Copy every line of the records below that holds the word "RgbImage".

[Stored data]
_ _ _ _
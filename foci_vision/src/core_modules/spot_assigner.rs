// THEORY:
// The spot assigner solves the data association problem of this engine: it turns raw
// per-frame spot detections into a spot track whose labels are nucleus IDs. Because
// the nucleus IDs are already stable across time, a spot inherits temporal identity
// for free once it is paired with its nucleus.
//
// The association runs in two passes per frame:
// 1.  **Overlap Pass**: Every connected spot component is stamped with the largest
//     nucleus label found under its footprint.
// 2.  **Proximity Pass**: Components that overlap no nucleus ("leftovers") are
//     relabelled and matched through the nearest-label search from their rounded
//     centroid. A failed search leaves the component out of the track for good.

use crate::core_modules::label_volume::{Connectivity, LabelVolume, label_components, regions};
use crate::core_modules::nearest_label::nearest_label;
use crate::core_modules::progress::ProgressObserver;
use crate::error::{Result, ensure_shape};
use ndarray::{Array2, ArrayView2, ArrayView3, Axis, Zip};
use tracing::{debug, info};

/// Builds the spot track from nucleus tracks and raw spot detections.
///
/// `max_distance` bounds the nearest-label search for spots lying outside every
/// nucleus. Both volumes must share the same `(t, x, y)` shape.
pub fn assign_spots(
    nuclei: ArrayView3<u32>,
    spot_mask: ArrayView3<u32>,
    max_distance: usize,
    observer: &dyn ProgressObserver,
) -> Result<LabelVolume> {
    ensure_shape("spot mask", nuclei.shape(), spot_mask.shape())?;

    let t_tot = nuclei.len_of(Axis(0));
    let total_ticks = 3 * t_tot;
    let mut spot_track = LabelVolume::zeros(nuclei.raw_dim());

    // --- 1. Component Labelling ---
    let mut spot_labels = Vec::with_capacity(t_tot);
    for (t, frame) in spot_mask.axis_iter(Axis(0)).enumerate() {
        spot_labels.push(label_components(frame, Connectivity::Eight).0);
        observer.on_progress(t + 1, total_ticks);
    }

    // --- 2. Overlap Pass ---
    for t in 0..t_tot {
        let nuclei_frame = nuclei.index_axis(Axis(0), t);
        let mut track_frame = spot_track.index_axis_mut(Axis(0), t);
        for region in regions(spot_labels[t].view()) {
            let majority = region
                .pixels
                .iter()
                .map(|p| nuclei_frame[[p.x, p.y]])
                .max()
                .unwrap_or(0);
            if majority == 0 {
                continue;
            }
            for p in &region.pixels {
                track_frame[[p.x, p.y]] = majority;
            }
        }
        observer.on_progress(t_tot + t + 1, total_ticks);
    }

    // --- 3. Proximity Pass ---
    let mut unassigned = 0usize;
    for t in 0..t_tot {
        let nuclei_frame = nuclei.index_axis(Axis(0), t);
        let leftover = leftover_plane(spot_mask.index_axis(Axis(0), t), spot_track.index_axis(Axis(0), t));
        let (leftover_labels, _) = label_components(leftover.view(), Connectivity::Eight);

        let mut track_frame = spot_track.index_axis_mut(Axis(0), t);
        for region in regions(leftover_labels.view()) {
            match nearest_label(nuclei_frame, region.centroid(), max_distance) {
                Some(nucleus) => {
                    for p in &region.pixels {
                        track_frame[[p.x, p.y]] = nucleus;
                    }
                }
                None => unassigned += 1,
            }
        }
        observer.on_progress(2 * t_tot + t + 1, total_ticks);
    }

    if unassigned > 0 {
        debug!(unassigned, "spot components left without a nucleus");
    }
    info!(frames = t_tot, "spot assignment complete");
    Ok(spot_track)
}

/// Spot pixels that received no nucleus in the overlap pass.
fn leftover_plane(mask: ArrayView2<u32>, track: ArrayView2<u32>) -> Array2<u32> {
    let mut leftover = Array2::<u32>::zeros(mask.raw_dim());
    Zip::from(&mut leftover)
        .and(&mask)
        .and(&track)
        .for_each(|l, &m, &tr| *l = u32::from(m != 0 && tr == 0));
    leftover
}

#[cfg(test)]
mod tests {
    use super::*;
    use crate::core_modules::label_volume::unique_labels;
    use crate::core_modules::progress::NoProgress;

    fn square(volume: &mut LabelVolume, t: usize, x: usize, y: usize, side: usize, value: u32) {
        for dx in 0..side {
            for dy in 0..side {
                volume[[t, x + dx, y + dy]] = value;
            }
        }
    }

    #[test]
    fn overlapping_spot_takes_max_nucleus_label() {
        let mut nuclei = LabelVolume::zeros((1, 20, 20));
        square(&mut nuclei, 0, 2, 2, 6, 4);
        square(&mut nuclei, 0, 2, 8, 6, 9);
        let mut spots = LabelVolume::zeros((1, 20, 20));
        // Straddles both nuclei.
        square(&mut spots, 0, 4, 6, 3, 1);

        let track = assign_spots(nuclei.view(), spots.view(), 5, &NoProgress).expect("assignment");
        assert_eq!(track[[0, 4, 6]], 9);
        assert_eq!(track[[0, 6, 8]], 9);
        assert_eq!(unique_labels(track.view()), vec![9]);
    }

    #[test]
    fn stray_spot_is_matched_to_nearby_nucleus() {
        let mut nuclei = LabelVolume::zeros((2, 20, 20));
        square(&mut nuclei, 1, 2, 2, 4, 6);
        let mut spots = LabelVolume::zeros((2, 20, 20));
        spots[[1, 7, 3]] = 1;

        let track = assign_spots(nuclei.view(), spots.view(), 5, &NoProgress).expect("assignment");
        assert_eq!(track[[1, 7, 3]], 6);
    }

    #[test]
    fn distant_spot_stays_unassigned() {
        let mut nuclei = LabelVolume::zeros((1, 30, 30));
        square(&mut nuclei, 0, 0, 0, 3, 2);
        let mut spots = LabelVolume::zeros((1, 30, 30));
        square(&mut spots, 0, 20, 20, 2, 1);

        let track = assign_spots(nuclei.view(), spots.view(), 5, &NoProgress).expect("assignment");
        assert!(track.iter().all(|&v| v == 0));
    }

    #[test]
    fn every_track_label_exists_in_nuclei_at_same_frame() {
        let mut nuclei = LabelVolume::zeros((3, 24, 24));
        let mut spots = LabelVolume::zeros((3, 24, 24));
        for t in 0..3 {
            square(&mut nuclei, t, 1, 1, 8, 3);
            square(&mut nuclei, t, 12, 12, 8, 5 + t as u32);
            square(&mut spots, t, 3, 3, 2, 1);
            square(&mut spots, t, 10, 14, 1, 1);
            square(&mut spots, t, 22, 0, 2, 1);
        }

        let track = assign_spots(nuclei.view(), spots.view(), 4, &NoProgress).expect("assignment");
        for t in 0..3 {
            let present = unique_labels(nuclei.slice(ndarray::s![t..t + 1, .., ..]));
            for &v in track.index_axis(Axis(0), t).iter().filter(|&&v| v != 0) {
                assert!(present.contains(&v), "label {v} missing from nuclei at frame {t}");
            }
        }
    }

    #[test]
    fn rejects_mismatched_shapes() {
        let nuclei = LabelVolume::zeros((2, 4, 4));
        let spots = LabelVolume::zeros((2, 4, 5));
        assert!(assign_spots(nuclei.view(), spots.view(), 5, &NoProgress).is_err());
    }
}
_ _ _ _
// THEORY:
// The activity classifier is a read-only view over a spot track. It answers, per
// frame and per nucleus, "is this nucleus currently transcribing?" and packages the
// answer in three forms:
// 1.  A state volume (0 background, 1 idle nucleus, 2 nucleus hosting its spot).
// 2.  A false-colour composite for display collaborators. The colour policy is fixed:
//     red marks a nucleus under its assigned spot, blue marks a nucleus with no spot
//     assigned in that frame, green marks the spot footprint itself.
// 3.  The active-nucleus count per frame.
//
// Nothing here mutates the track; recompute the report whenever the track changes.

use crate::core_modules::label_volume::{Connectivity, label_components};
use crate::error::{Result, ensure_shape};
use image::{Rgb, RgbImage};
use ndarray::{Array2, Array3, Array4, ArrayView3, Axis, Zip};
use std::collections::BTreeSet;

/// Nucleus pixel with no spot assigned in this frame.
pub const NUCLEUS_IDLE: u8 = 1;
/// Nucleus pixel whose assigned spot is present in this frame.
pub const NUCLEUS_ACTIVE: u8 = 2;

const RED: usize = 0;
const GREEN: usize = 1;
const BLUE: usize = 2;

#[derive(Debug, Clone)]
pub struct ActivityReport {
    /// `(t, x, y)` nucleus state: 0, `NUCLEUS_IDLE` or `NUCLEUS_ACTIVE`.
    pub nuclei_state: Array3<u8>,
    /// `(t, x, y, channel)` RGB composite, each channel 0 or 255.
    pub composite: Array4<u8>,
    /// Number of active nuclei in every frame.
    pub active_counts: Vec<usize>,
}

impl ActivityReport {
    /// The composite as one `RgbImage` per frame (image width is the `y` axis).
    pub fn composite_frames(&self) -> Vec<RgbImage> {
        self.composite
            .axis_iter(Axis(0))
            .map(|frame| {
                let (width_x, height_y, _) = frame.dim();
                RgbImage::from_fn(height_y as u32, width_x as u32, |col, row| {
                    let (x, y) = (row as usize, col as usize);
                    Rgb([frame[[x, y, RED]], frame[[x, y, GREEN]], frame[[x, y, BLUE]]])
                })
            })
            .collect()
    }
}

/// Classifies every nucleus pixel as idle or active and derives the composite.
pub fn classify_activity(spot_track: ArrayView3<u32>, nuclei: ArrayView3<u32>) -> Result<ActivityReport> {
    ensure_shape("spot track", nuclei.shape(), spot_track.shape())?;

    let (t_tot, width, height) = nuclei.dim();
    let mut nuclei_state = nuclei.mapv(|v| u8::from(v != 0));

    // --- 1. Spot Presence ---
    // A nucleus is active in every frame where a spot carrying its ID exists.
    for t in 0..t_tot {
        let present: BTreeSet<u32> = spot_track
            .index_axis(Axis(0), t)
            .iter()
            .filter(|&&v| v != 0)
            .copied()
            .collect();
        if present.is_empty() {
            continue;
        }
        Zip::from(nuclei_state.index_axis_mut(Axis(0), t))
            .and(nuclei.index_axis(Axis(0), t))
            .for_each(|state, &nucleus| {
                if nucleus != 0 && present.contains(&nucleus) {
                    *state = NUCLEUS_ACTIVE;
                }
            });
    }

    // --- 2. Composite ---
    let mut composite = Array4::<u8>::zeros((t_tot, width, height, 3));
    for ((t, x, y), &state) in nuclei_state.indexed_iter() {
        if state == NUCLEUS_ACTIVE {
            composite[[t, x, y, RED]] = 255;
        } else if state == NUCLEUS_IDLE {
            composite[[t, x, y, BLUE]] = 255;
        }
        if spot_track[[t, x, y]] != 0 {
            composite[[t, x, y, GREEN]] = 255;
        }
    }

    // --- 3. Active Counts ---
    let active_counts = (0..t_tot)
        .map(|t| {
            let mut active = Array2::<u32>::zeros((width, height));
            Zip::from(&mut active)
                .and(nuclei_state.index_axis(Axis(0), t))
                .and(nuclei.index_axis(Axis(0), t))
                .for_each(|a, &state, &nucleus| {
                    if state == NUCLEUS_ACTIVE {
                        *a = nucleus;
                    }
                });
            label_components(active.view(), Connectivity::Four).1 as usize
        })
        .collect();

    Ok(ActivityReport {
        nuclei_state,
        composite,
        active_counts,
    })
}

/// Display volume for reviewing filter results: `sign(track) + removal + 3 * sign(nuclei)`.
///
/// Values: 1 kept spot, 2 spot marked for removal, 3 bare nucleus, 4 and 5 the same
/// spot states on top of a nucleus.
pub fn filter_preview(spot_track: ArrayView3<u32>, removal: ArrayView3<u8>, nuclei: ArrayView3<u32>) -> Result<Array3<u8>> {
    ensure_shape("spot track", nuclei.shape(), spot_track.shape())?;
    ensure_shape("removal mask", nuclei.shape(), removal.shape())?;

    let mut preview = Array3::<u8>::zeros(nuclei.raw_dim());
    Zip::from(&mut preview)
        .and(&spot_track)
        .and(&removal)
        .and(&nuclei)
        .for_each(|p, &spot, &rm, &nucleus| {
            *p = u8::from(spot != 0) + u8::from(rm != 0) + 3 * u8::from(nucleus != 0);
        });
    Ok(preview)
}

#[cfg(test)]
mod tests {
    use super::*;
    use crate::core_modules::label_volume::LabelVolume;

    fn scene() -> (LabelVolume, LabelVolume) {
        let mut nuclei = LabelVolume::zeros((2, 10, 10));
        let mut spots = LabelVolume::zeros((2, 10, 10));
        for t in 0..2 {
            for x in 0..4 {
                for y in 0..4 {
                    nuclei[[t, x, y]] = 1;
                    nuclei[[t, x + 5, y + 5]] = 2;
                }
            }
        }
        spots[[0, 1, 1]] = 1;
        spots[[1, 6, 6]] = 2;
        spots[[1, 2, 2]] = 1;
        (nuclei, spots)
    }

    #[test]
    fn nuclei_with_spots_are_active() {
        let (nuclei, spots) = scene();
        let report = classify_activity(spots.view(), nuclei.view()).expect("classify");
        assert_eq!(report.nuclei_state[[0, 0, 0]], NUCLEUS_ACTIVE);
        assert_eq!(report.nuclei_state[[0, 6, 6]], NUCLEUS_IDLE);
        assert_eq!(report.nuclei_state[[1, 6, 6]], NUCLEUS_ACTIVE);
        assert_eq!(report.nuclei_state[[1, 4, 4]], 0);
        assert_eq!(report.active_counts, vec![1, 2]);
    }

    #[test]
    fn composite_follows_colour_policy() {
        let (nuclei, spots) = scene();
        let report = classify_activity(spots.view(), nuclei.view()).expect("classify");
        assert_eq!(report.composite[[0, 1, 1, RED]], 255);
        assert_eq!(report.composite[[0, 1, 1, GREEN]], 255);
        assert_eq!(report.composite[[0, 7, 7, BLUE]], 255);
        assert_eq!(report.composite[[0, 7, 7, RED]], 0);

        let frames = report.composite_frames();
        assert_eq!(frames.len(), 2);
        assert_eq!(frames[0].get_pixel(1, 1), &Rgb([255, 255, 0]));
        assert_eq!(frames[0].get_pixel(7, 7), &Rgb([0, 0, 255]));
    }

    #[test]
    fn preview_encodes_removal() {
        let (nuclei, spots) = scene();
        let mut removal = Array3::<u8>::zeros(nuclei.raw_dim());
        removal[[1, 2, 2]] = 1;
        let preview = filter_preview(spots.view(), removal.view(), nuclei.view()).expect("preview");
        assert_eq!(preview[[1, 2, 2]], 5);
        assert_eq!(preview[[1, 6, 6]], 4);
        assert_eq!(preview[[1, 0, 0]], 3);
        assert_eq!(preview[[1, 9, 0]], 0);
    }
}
_ _ _ _
Answer to the problem:
use image::{Rgb, RgbImage};
    /// The composite as one `RgbImage` per frame (image width is the `y` axis).
    pub fn composite_frames(&self) -> Vec<RgbImage> {
                RgbImage::from_fn(height_y as u32, width_x as u32, |col, row| {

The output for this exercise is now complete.